Published online by Cambridge University Press: 24 November 2023
Of all the narratives that Dorothea Bleek gathered together for Bantu Studies, Part 7 could be considered the single richest source of insight into |xɑm cosmology. The ideas, concepts and beliefs presented here about ǃgiː (‘magic power, sorcery’, Bleek 1956: 382), ‖keːŋ (‘magic, sorcery’, Bleek 1956: 569) and |kóːöde (‘magic things, magic doings, magic power’, Bleek 1956: 320) characterise the |xɑm world view. These beliefs underlie every other facet of the |xɑm world described in the Bantu Studies series, from the significance of baboons in Part 1 to the speech of animals and the Early Race people in Part 9.
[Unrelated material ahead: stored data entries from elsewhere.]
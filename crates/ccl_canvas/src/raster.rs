//! Software canvas backed by a tiny-skia pixmap, with text through cosmic-text.

use std::path::Path;

use cosmic_text::{Attrs, Buffer, FontSystem, Metrics, Shaping, SwashCache, Weight};
use tiny_skia::{FillRule, FilterQuality, Mask, Paint, PathBuilder, Pixmap, PixmapPaint, Stroke, Transform};

use crate::canvas::Canvas;
use crate::color::Color;
use crate::error::{CanvasError, Result};
use crate::font::{FontSpec, HAlign, VAlign};
use crate::geometry::{Point, Rect, Size};
use crate::image::ImageData;
use crate::text_metrics::TextMetrics;

/// Font database and glyph cache.
///
/// Loading system fonts is slow, so one engine is meant to be moved from
/// canvas to canvas via [`RasterCanvas::with_text_engine`] and
/// [`RasterCanvas::into_text_engine`].
pub struct TextEngine {
    font_system: FontSystem,
    swash_cache: SwashCache,
}

impl TextEngine {
    pub fn new() -> Self {
        Self {
            font_system: FontSystem::new(),
            swash_cache: SwashCache::new(),
        }
    }

    fn shape(&mut self, text: &str, font: &FontSpec) -> Buffer {
        let line_height = TextMetrics::for_font(font).line_height();
        let mut buffer = Buffer::new(&mut self.font_system, Metrics::new(font.size, line_height));
        let attrs = if font.bold {
            Attrs::new().weight(Weight::BOLD)
        } else {
            Attrs::new()
        };
        {
            let mut b = buffer.borrow_with(&mut self.font_system);
            b.set_size(None, None);
            b.set_text(text, &attrs, Shaping::Advanced, None);
            b.shape_until_scroll(true);
        }
        buffer
    }

    fn measure(&mut self, text: &str, font: &FontSpec) -> Size {
        let buffer = self.shape(text, font);
        let line_height = buffer.metrics().line_height;
        let (width, lines) = buffer
            .layout_runs()
            .fold((0.0f32, 0usize), |(w, n), run| (w.max(run.line_w), n + 1));
        Size::new(width, lines.max(1) as f32 * line_height)
    }
}

impl Default for TextEngine {
    fn default() -> Self {
        Self::new()
    }
}

/// Rasterizing [`Canvas`].
pub struct RasterCanvas {
    pixmap: Pixmap,
    mask: Option<Mask>,
    stack: Vec<Option<Mask>>,
    text: TextEngine,
}

impl RasterCanvas {
    pub fn new(width: u32, height: u32) -> Result<Self> {
        Self::with_text_engine(width, height, TextEngine::new())
    }

    pub fn with_text_engine(width: u32, height: u32, text: TextEngine) -> Result<Self> {
        let pixmap = Pixmap::new(width, height).ok_or(CanvasError::InvalidSize { width, height })?;
        Ok(Self {
            pixmap,
            mask: None,
            stack: Vec::new(),
            text,
        })
    }

    pub fn into_text_engine(self) -> TextEngine {
        self.text
    }

    pub fn width(&self) -> u32 {
        self.pixmap.width()
    }

    pub fn height(&self) -> u32 {
        self.pixmap.height()
    }

    /// Fill the whole surface, ignoring the clip.
    pub fn clear(&mut self, color: Color) {
        self.pixmap.fill(to_sk_color(color));
    }

    /// Read back a pixel with straight alpha.
    pub fn pixel(&self, x: u32, y: u32) -> Option<Color> {
        let px = self.pixmap.pixel(x, y)?.demultiply();
        Some(Color::new(
            px.red() as f32 / 255.0,
            px.green() as f32 / 255.0,
            px.blue() as f32 / 255.0,
            px.alpha() as f32 / 255.0,
        ))
    }

    pub fn encode_png(&self) -> Result<Vec<u8>> {
        self.pixmap
            .encode_png()
            .map_err(|e| CanvasError::PngEncode(e.to_string()))
    }

    pub fn save_png(&self, path: impl AsRef<Path>) -> Result<()> {
        let bytes = self.encode_png()?;
        std::fs::write(path.as_ref(), bytes)?;
        log::debug!("RasterCanvas: wrote {}", path.as_ref().display());
        Ok(())
    }

    /// Snapshot the current surface as an image.
    pub fn to_image(&self) -> ImageData {
        ImageData::from_pixmap(self.pixmap.clone())
    }

    fn fill_path(&mut self, path: &tiny_skia::Path, color: Color) {
        let paint = paint_for(color);
        self.pixmap
            .fill_path(path, &paint, FillRule::Winding, Transform::identity(), self.mask.as_ref());
    }

    fn stroke_path(&mut self, path: &tiny_skia::Path, color: Color, width: f32) {
        let paint = paint_for(color);
        let stroke = Stroke {
            width,
            ..Stroke::default()
        };
        self.pixmap
            .stroke_path(path, &paint, &stroke, Transform::identity(), self.mask.as_ref());
    }

    fn empty_mask(&self) -> Option<Mask> {
        Mask::new(self.pixmap.width(), self.pixmap.height())
    }
}

impl Canvas for RasterCanvas {
    fn fill_rect(&mut self, rect: Rect, color: Color) {
        if let Some(r) = to_sk_rect(rect) {
            let paint = paint_for(color);
            self.pixmap
                .fill_rect(r, &paint, Transform::identity(), self.mask.as_ref());
        }
    }

    fn stroke_rect(&mut self, rect: Rect, color: Color, width: f32) {
        if let Some(r) = to_sk_rect(rect) {
            let path = PathBuilder::from_rect(r);
            self.stroke_path(&path, color, width);
        }
    }

    fn fill_rounded_rect(&mut self, rect: Rect, radius: f32, color: Color) {
        if let Some(path) = rounded_rect_path(rect, radius) {
            self.fill_path(&path, color);
        }
    }

    fn stroke_rounded_rect(&mut self, rect: Rect, radius: f32, color: Color, width: f32) {
        if let Some(path) = rounded_rect_path(rect, radius) {
            self.stroke_path(&path, color, width);
        }
    }

    fn fill_circle(&mut self, center: Point, radius: f32, color: Color) {
        if let Some(path) = PathBuilder::from_circle(center.x, center.y, radius) {
            self.fill_path(&path, color);
        }
    }

    fn stroke_circle(&mut self, center: Point, radius: f32, color: Color, width: f32) {
        if let Some(path) = PathBuilder::from_circle(center.x, center.y, radius) {
            self.stroke_path(&path, color, width);
        }
    }

    fn draw_line(&mut self, from: Point, to: Point, color: Color, width: f32) {
        let mut pb = PathBuilder::new();
        pb.move_to(from.x, from.y);
        pb.line_to(to.x, to.y);
        if let Some(path) = pb.finish() {
            self.stroke_path(&path, color, width);
        }
    }

    fn draw_string(&mut self, text: &str, rect: Rect, h_align: HAlign, v_align: VAlign, font: &FontSpec) {
        if text.is_empty() {
            return;
        }

        let buffer = self.text.shape(text, font);
        let line_height = buffer.metrics().line_height;
        let (text_w, lines) = buffer
            .layout_runs()
            .fold((0.0f32, 0usize), |(w, n), run| (w.max(run.line_w), n + 1));
        let text_h = lines.max(1) as f32 * line_height;

        let origin_x = h_align.place(rect.x, rect.width, text_w).round() as i32;
        let origin_y = v_align.place(rect.y, rect.height, text_h).round() as i32;

        let [r, g, b, a] = font.color.to_rgba8();
        let mut spans = Vec::new();
        let TextEngine {
            font_system,
            swash_cache,
        } = &mut self.text;
        buffer.draw(
            font_system,
            swash_cache,
            cosmic_text::Color::rgba(r, g, b, a),
            |x, y, w, h, c| spans.push((x, y, w, h, c)),
        );

        for (x, y, w, h, c) in spans {
            if c.a() == 0 {
                continue;
            }
            let px = Rect::new((origin_x + x) as f32, (origin_y + y) as f32, w as f32, h as f32);
            let color = Color::new(
                c.r() as f32 / 255.0,
                c.g() as f32 / 255.0,
                c.b() as f32 / 255.0,
                c.a() as f32 / 255.0,
            );
            self.fill_rect(px, color);
        }
    }

    fn draw_image(&mut self, image: &ImageData, rect: Rect) {
        if rect.is_empty() {
            return;
        }
        let src = image.pixmap();
        let sx = rect.width / src.width() as f32;
        let sy = rect.height / src.height() as f32;
        let paint = PixmapPaint {
            quality: FilterQuality::Bilinear,
            ..PixmapPaint::default()
        };
        self.pixmap.draw_pixmap(
            0,
            0,
            src.as_ref(),
            &paint,
            Transform::from_row(sx, 0.0, 0.0, sy, rect.x, rect.y),
            self.mask.as_ref(),
        );
    }

    fn measure_string(&mut self, text: &str, font: &FontSpec) -> Size {
        self.text.measure(text, font)
    }

    fn save_state(&mut self) {
        self.stack.push(self.mask.clone());
    }

    fn clip_rect(&mut self, rect: Rect) {
        let Some(path) = to_sk_rect(rect).map(PathBuilder::from_rect) else {
            // Empty clip hides everything until restored
            self.mask = self.empty_mask();
            return;
        };

        match self.mask.as_mut() {
            Some(mask) => mask.intersect_path(&path, FillRule::Winding, false, Transform::identity()),
            None => {
                let mut mask = self.empty_mask();
                if let Some(m) = mask.as_mut() {
                    m.fill_path(&path, FillRule::Winding, false, Transform::identity());
                }
                self.mask = mask;
            }
        }
    }

    fn restore_state(&mut self) {
        match self.stack.pop() {
            Some(mask) => self.mask = mask,
            None => log::warn!("RasterCanvas: restore_state without matching save_state"),
        }
    }
}

fn to_sk_color(color: Color) -> tiny_skia::Color {
    let [r, g, b, a] = color.to_rgba8();
    tiny_skia::Color::from_rgba8(r, g, b, a)
}

fn paint_for(color: Color) -> Paint<'static> {
    let mut paint = Paint::default();
    paint.set_color(to_sk_color(color));
    paint.anti_alias = true;
    paint
}

fn to_sk_rect(rect: Rect) -> Option<tiny_skia::Rect> {
    if rect.is_empty() {
        return None;
    }
    tiny_skia::Rect::from_xywh(rect.x, rect.y, rect.width, rect.height)
}

fn rounded_rect_path(rect: Rect, radius: f32) -> Option<tiny_skia::Path> {
    if rect.is_empty() {
        return None;
    }
    let r = radius.min(rect.width / 2.0).min(rect.height / 2.0).max(0.0);
    let (left, top, right, bottom) = (rect.x, rect.y, rect.right(), rect.bottom());

    let mut pb = PathBuilder::new();
    pb.move_to(left + r, top);
    pb.line_to(right - r, top);
    pb.quad_to(right, top, right, top + r);
    pb.line_to(right, bottom - r);
    pb.quad_to(right, bottom, right - r, bottom);
    pb.line_to(left + r, bottom);
    pb.quad_to(left, bottom, left, bottom - r);
    pb.line_to(left, top + r);
    pb.quad_to(left, top, left + r, top);
    pb.close();
    pb.finish()
}

#[cfg(test)]
mod tests {
    use super::*;

    fn canvas(w: u32, h: u32) -> RasterCanvas {
        RasterCanvas::new(w, h).unwrap()
    }

    #[test]
    fn test_zero_size_is_error() {
        assert!(matches!(
            RasterCanvas::new(0, 10),
            Err(CanvasError::InvalidSize { width: 0, height: 10 })
        ));
    }

    #[test]
    fn test_fill_rect_paints_pixels() {
        let mut c = canvas(20, 20);
        c.fill_rect(Rect::new(5.0, 5.0, 10.0, 10.0), Color::RED);
        assert_eq!(c.pixel(10, 10).unwrap().to_rgba8(), [255, 0, 0, 255]);
        assert_eq!(c.pixel(1, 1).unwrap().a, 0.0);
    }

    #[test]
    fn test_clip_limits_fill_and_restore_lifts_it() {
        let mut c = canvas(20, 20);
        c.save_state();
        c.clip_rect(Rect::new(0.0, 0.0, 10.0, 20.0));
        c.fill_rect(Rect::new(0.0, 0.0, 20.0, 20.0), Color::BLUE);
        c.restore_state();

        assert_eq!(c.pixel(5, 5).unwrap().to_rgba8(), [0, 0, 255, 255]);
        assert_eq!(c.pixel(15, 5).unwrap().a, 0.0);

        c.fill_rect(Rect::new(0.0, 0.0, 20.0, 20.0), Color::RED);
        assert_eq!(c.pixel(15, 5).unwrap().to_rgba8(), [255, 0, 0, 255]);
    }

    #[test]
    fn test_empty_clip_hides_everything() {
        let mut c = canvas(10, 10);
        c.save_state();
        c.clip_rect(Rect::new(0.0, 0.0, 0.0, 0.0));
        c.fill_rect(Rect::new(0.0, 0.0, 10.0, 10.0), Color::RED);
        c.restore_state();
        assert_eq!(c.pixel(5, 5).unwrap().a, 0.0);
    }

    #[test]
    fn test_draw_image_scales_to_rect() {
        let mut c = canvas(20, 20);
        let img = ImageData::solid(2, 2, Color::BLUE).unwrap();
        c.draw_image(&img, Rect::new(0.0, 0.0, 20.0, 20.0));
        assert_eq!(c.pixel(10, 10).unwrap().to_rgba8(), [0, 0, 255, 255]);
    }

    #[test]
    fn test_encode_png_has_signature() {
        let c = canvas(4, 4);
        let png = c.encode_png().unwrap();
        assert_eq!(&png[..4], &[0x89, b'P', b'N', b'G']);
    }
}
Not surprisingly, Part 7 has the most narratives and is also the longest of all the parts Dorothea prepared for Bantu Studies. Presented by the three main |xɑm narrators – ‖kɑbbo (one narrative), Diäǃkwɑin (fifteen) and |hɑŋǂkɑssʼo (five) – they are rich in the detail of healing practices.
The anatomy of sorcery
The narrators in Part 7 talk about how ǃgiː affects the body. Significantly, the word ǃgiːxɑ (the |xɑm word translated by Bleek and Lloyd as ‘sorcerer’) emphasises the powerful, all-embracing effects of ǃgiː. The word is compounded from ǃgiː, ‘magic power’ (Bleek 1956: 382), and the suffix -xɑ, an ‘ending similar to -ful’ (Bleek 1956: 255), thus meaning ‘full of ǃgiː’. Dorothea Bleek explains her use of the words ‘medicine men’ and ‘sorcerers’ in her introduction to this part in Bantu Studies:
In Part VI of Customs and Beliefs of the |xɑm Bushmen, published in Vol VII No 4 of Bantu Studies reference has been made to the ‘Medicine men’ of the Bushmen. The term was used by me, as I think it is the word most generally employed to designate a worker in magic whose object is the cure of illness or any other beneficient [sic] activity. The word used by Miss Lloyd is ‘sorcerer’, whether the actions described are helpful or harmful; the |xɑm only use one word in both cases. On the advice of Professor Maingard I am following the first translation as closely as possibly [sic], am therefore using only the word ‘sorcerer’ in this number.
ǃgiː was literally in the blood: it was carried in a sorcerer's |xuttǝn|xuttǝn, translated as ‘blood vessels’, ‘arteries’ and ‘senses’. Diäǃkwɑin mentions a particular artery, the ǃkháũä – the so-called ‘vertebral artery’ – that was the conduit of ǃgiː (see notes to Narrative 7.12).